The European Commission published on 22 June 2011 its proposal for an Energy Efficiency Directive.
The Commission proposes the following measures:
Legal obligation to establish energy saving schemes in all Member States: energy distributors or retail energy sales companies will be obliged to save every year 1,5 % of their energy sales, by volume, through the implementation of energy efficiency measures such as improving the efficiency of the heating system, installing double glazed windows or insulating roofs, among final energy customers. Alternatively, Member States have also the possibility to propose other energy savings mechanisms, for example, be funding programmes or voluntary agreements that lead to the same results but are not based on obligation on energy companies.
Public sector to lead by example: public bodies will push for the market uptake of energy efficient products and services through a legal obligation to purchase energy efficient buildings, products and services. They will further have to progressively reduce the energy consumed on their own premises by carrying out every year the required renovation works covering at least 3% of their total floor area.
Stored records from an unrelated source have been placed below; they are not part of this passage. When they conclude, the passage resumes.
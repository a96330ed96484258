//! Property-based tests for Trellis.
//!
//! These tests use proptest to generate random tables and documents and
//! verify that the core pipelines maintain their invariants under all
//! conditions.
//!
//! # Testing Philosophy
//!
//! Property-based tests verify:
//! 1. **No panics**: Inference and transforms never crash on any input
//! 2. **Determinism**: Same input always produces same output
//! 3. **Round trips**: Save/load and table/document conversions are lossless
//! 4. **Invariants**: Normalization is idempotent, self-diffs are empty
//!
//! # Running Property Tests
//!
//! ```bash
//! # Run all property tests
//! cargo test -p trellis --test property_tests
//!
//! # Run with more cases (slower but more thorough)
//! PROPTEST_CASES=10000 cargo test -p trellis --test property_tests
//! ```

use proptest::prelude::*;

use trellis::json::{document_to_text, parse_document};
use trellis::output::csv_string;
use trellis::validation::{validate_cell, validate_document};
use trellis::{
    ArrayDisplay, ColumnSchema, ColumnType, JsonRecord, JsonValue, Loader, LoaderConfig, Table,
    TableSchema, diff_documents, infer_column, records_to_table, table_to_records,
};

// =============================================================================
// Test Strategies
// =============================================================================

/// Printable ASCII, the common case for raw cell values.
fn printable_cell() -> impl Strategy<Value = String> {
    "[ -~]{0,12}"
}

/// The value shapes one typed document field can take.
#[derive(Debug, Clone, Copy)]
enum FieldKind {
    Text,
    Int,
    Bool,
}

fn field_kind() -> impl Strategy<Value = FieldKind> {
    prop_oneof![
        Just(FieldKind::Text),
        Just(FieldKind::Int),
        Just(FieldKind::Bool),
    ]
}

fn column_type_for(kind: FieldKind) -> ColumnType {
    match kind {
        FieldKind::Text => ColumnType::String,
        FieldKind::Int => ColumnType::Int,
        FieldKind::Bool => ColumnType::Bool,
    }
}

fn scalar_value(kind: FieldKind) -> BoxedStrategy<JsonValue> {
    match kind {
        FieldKind::Text => "[a-z]{1,8}".prop_map(JsonValue::String).boxed(),
        FieldKind::Int => (-1000i64..1000).prop_map(JsonValue::Int).boxed(),
        FieldKind::Bool => any::<bool>().prop_map(JsonValue::Bool).boxed(),
    }
}

/// A field value: null, a scalar, or a short multi-element array.
///
/// Arrays always hold at least two elements; a one-element array collapses
/// to a scalar on the way back from the grid, so it is not round-trippable
/// by design.
fn field_value(kind: FieldKind) -> BoxedStrategy<JsonValue> {
    prop_oneof![
        1 => Just(JsonValue::Null),
        3 => scalar_value(kind),
        2 => prop::collection::vec(scalar_value(kind), 2..5).prop_map(JsonValue::Array),
    ]
    .boxed()
}

/// A schema plus a document that fits it: a non-empty string key column
/// that anchors row grouping, and three typed value columns holding
/// scalars, nulls, or short arrays.
fn document() -> impl Strategy<Value = (TableSchema, Vec<JsonRecord>)> {
    (field_kind(), field_kind(), field_kind()).prop_flat_map(|(k0, k1, k2)| {
        let schema = TableSchema::with_columns(vec![
            ColumnSchema::new("key", ColumnType::String),
            ColumnSchema::new("f0", column_type_for(k0)).with_nullable(true),
            ColumnSchema::new("f1", column_type_for(k1)).with_nullable(true),
            ColumnSchema::new("f2", column_type_for(k2)).with_nullable(true),
        ]);

        let record = ("[a-z]{1,8}", field_value(k0), field_value(k1), field_value(k2)).prop_map(
            |(anchor, f0, f1, f2)| {
                let mut record = JsonRecord::new();
                record.insert("key".to_string(), JsonValue::String(anchor));
                record.insert("f0".to_string(), f0);
                record.insert("f1".to_string(), f1);
                record.insert("f2".to_string(), f2);
                record
            },
        );
        prop::collection::vec(record, 1..6).prop_map(move |records| (schema.clone(), records))
    })
}

/// Header names for generated tables.
fn header_name() -> impl Strategy<Value = String> {
    "[A-Za-z][A-Za-z0-9_]{0,7}"
}

/// Cell text biased toward the characters that exercise CSV quoting.
fn cell_text() -> impl Strategy<Value = String> {
    prop_oneof![
        "[a-zA-Z0-9 ]{0,10}",
        Just(String::new()),
        Just("a,b".to_string()),
        Just("say \"hi\"".to_string()),
        Just("line1\nline2".to_string()),
        Just(" padded ".to_string()),
    ]
}

/// A small rectangular table with tricky cell content.
fn small_table() -> impl Strategy<Value = Table> {
    (1..4usize).prop_flat_map(|width| {
        (
            prop::collection::vec(header_name(), width),
            prop::collection::vec(prop::collection::vec(cell_text(), width), 0..5),
        )
            .prop_map(|(headers, rows)| Table::new(headers, rows))
    })
}

// =============================================================================
// Inference Properties
// =============================================================================

mod inference_properties {
    use super::*;

    proptest! {
        /// Inference accepts any printable values without panicking.
        #[test]
        fn never_panics(values in prop::collection::vec(printable_cell(), 0..30)) {
            let _ = infer_column("col", values.iter().map(|v| v.as_str()));
        }

        /// The same values always infer the same column schema.
        #[test]
        fn inference_is_deterministic(values in prop::collection::vec(printable_cell(), 0..30)) {
            let first = infer_column("col", values.iter().map(|v| v.as_str()));
            let second = infer_column("col", values.iter().map(|v| v.as_str()));
            prop_assert_eq!(first, second);
        }

        /// A column is nullable exactly when some value is empty.
        #[test]
        fn nullable_tracks_empty_values(values in prop::collection::vec(printable_cell(), 0..30)) {
            let column = infer_column("col", values.iter().map(|v| v.as_str()));
            let has_empty = values.iter().any(|v| v.trim().is_empty());
            prop_assert_eq!(column.nullable, has_empty);
        }

        /// All-integer values infer Int, never the wider Float, and carry
        /// an observed range.
        #[test]
        fn integers_infer_int(values in prop::collection::vec("-?[0-9]{1,8}", 1..20)) {
            let column = infer_column("col", values.iter().map(|v| v.as_str()));
            prop_assert_eq!(column.column_type, ColumnType::Int);
            prop_assert!(column.min.is_some());
            prop_assert!(column.max.is_some());
        }

        /// Sample values never exceed the cap.
        #[test]
        fn samples_are_capped(values in prop::collection::vec("[a-z]{1,5}", 0..40)) {
            let column = infer_column("col", values.iter().map(|v| v.as_str()));
            prop_assert!(column.sample_values.len() <= 5);
        }
    }
}

// =============================================================================
// Normalization Properties
// =============================================================================

mod normalization_properties {
    use super::*;

    proptest! {
        /// Normalizing an already normalized integer changes nothing.
        #[test]
        fn int_normalization_is_idempotent(raw in "[+-]?[0-9]{1,9}") {
            let column = ColumnSchema::new("v", ColumnType::Int);
            let once = validate_cell(&column, 0, &raw).expect("first pass failed");
            let twice = validate_cell(&column, 0, &once).expect("second pass failed");
            prop_assert_eq!(once, twice);
        }

        /// Normalizing an already normalized float changes nothing.
        #[test]
        fn float_normalization_is_idempotent(raw in "[0-9]{1,6}\\.[0-9]{1,4}") {
            let column = ColumnSchema::new("v", ColumnType::Float);
            let once = validate_cell(&column, 0, &raw).expect("first pass failed");
            let twice = validate_cell(&column, 0, &once).expect("second pass failed");
            prop_assert_eq!(once, twice);
        }

        /// Booleans reach canonical case from any casing, and stay there.
        #[test]
        fn bool_normalization_is_canonical(raw in prop_oneof![
            Just("true"), Just("TRUE"), Just("tRuE"),
            Just("false"), Just("FALSE"), Just("fAlSe"),
        ]) {
            let column = ColumnSchema::new("v", ColumnType::Bool);
            let normalized = validate_cell(&column, 0, raw).expect("parse failed");
            prop_assert!(normalized == "True" || normalized == "False");
            let again = validate_cell(&column, 0, &normalized).expect("second pass failed");
            prop_assert_eq!(normalized, again);
        }

        /// Every accepted date layout canonicalizes to ISO.
        #[test]
        fn dates_canonicalize_to_iso(
            year in 1970i32..2100,
            month in 1u32..=12,
            day in 1u32..=28,
            layout in 0usize..3,
        ) {
            let raw = match layout {
                0 => format!("{year:04}-{month:02}-{day:02}"),
                1 => format!("{year:04}/{month:02}/{day:02}"),
                _ => format!("{day:02}/{month:02}/{year:04}"),
            };
            let column = ColumnSchema::new("v", ColumnType::Date);
            let normalized = validate_cell(&column, 0, &raw).expect("parse failed");
            prop_assert_eq!(normalized, format!("{year:04}-{month:02}-{day:02}"));
        }
    }
}

// =============================================================================
// Transform Properties
// =============================================================================

mod transform_properties {
    use super::*;

    proptest! {
        /// A document of scalars and multi-element arrays survives the
        /// trip through the grid unchanged.
        #[test]
        fn document_round_trips_through_table((schema, records) in document()) {
            let headers: Vec<String> =
                schema.columns.iter().map(|c| c.name.clone()).collect();
            let table = records_to_table(&records, &headers, ArrayDisplay::Expanded);
            let rebuilt = table_to_records(&table, &schema);
            prop_assert_eq!(rebuilt, records);
        }

        /// In expanded layout the grid height is the sum of each record's
        /// tallest array.
        #[test]
        fn expanded_height_is_sum_of_record_heights((schema, records) in document()) {
            let headers: Vec<String> =
                schema.columns.iter().map(|c| c.name.clone()).collect();
            let table = records_to_table(&records, &headers, ArrayDisplay::Expanded);
            let expected: usize = records
                .iter()
                .map(|record| {
                    record
                        .values()
                        .filter_map(JsonValue::as_array)
                        .map(|items| items.len())
                        .max()
                        .unwrap_or(0)
                        .max(1)
                })
                .sum();
            prop_assert_eq!(table.row_count(), expected);
        }

        /// Generated documents always pass validation against the schema
        /// they were built for.
        #[test]
        fn generated_documents_validate((schema, records) in document()) {
            let report = validate_document(&records, &schema);
            prop_assert!(report.is_valid);
        }

        /// Document text serialization reparses to the same records.
        #[test]
        fn json_text_round_trips((_schema, records) in document()) {
            let text = document_to_text(&records, true);
            let parsed = parse_document(&text).expect("reparse failed");
            prop_assert_eq!(parsed, records);
        }
    }
}

// =============================================================================
// Diff Properties
// =============================================================================

mod diff_properties {
    use super::*;

    proptest! {
        /// A document diffed against itself reports nothing.
        #[test]
        fn self_diff_is_empty((schema, records) in document()) {
            let diff = diff_documents(&records, &records, &schema);
            prop_assert!(diff.is_empty());
        }

        /// The same pair of documents always diffs the same way.
        #[test]
        fn diff_is_deterministic((schema, records) in document()) {
            let reversed: Vec<JsonRecord> = records.iter().rev().cloned().collect();
            let first = diff_documents(&records, &reversed, &schema);
            let second = diff_documents(&records, &reversed, &schema);
            prop_assert_eq!(first, second);
        }

        /// Appending records reports exactly the appended tail as added.
        #[test]
        fn appended_records_are_added((schema, records) in document()) {
            let mut updated = records.clone();
            updated.extend(records.iter().cloned());
            let diff = diff_documents(&records, &updated, &schema);
            let expected: Vec<usize> = (records.len()..updated.len()).collect();
            prop_assert_eq!(diff.added, expected);
            prop_assert!(diff.removed.is_empty());
            prop_assert!(diff.modified.is_empty());
        }
    }
}

// =============================================================================
// Save/Load Properties
// =============================================================================

mod round_trip_properties {
    use super::*;

    proptest! {
        /// Any rectangular table survives CSV save and reload, including
        /// cells with embedded delimiters, quotes and newlines.
        #[test]
        fn csv_round_trips_through_save_and_load(table in small_table()) {
            let text = csv_string(&table, b',').expect("serialize failed");
            let loader = Loader::with_config(LoaderConfig {
                delimiter: Some(b','),
                ..LoaderConfig::default()
            });
            let reloaded = loader.load_delimited_str(&text).expect("reload failed");
            prop_assert_eq!(reloaded.table, table);
        }
    }
}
Major energy savings for consumers:easy and free-of-charge access to data on real-time and historical energy consumption through more accurate individual metering will now empower consumers to better manage their energy consumption. Billing should be based on the actual consumption well reflecting data from the metering.
Industry: Incentives for SMEs to undergo energy audits and disseminate best practices while the large companies will have to make an audit of their energy consumption to help them identify the potential for reduced energy consumption.
Efficiency in energy generation: monitoring of efficiency levels of new energy generation capacities, establishment of national heat and cooling plans as a basis for a sound planning of efficient heating and cooling infrastructures, including recovery of waste heat.
Energy transmission and distribution: achieving efficiency gains by ensuring that national energy regulators take energy efficiency criteria into account in their decisions, in particular when approving network tariffs.
The Directive also foresees that the Commission will make in 2014 an assessment of the progress made towards the EU's 20% energy efficiency objective for 2020 and, if necessary, bring forward a further legislative proposal to set mandatory national energy efficiency targets.
On 28 February 2012, the European Parliament's ITRE Committee voted on the first reading text, initially containing over 2000 amendments, as well as on starting the negotiations with the Council.
The Danish Presidency is planning to reach a compromise until the end of its term in June 2012.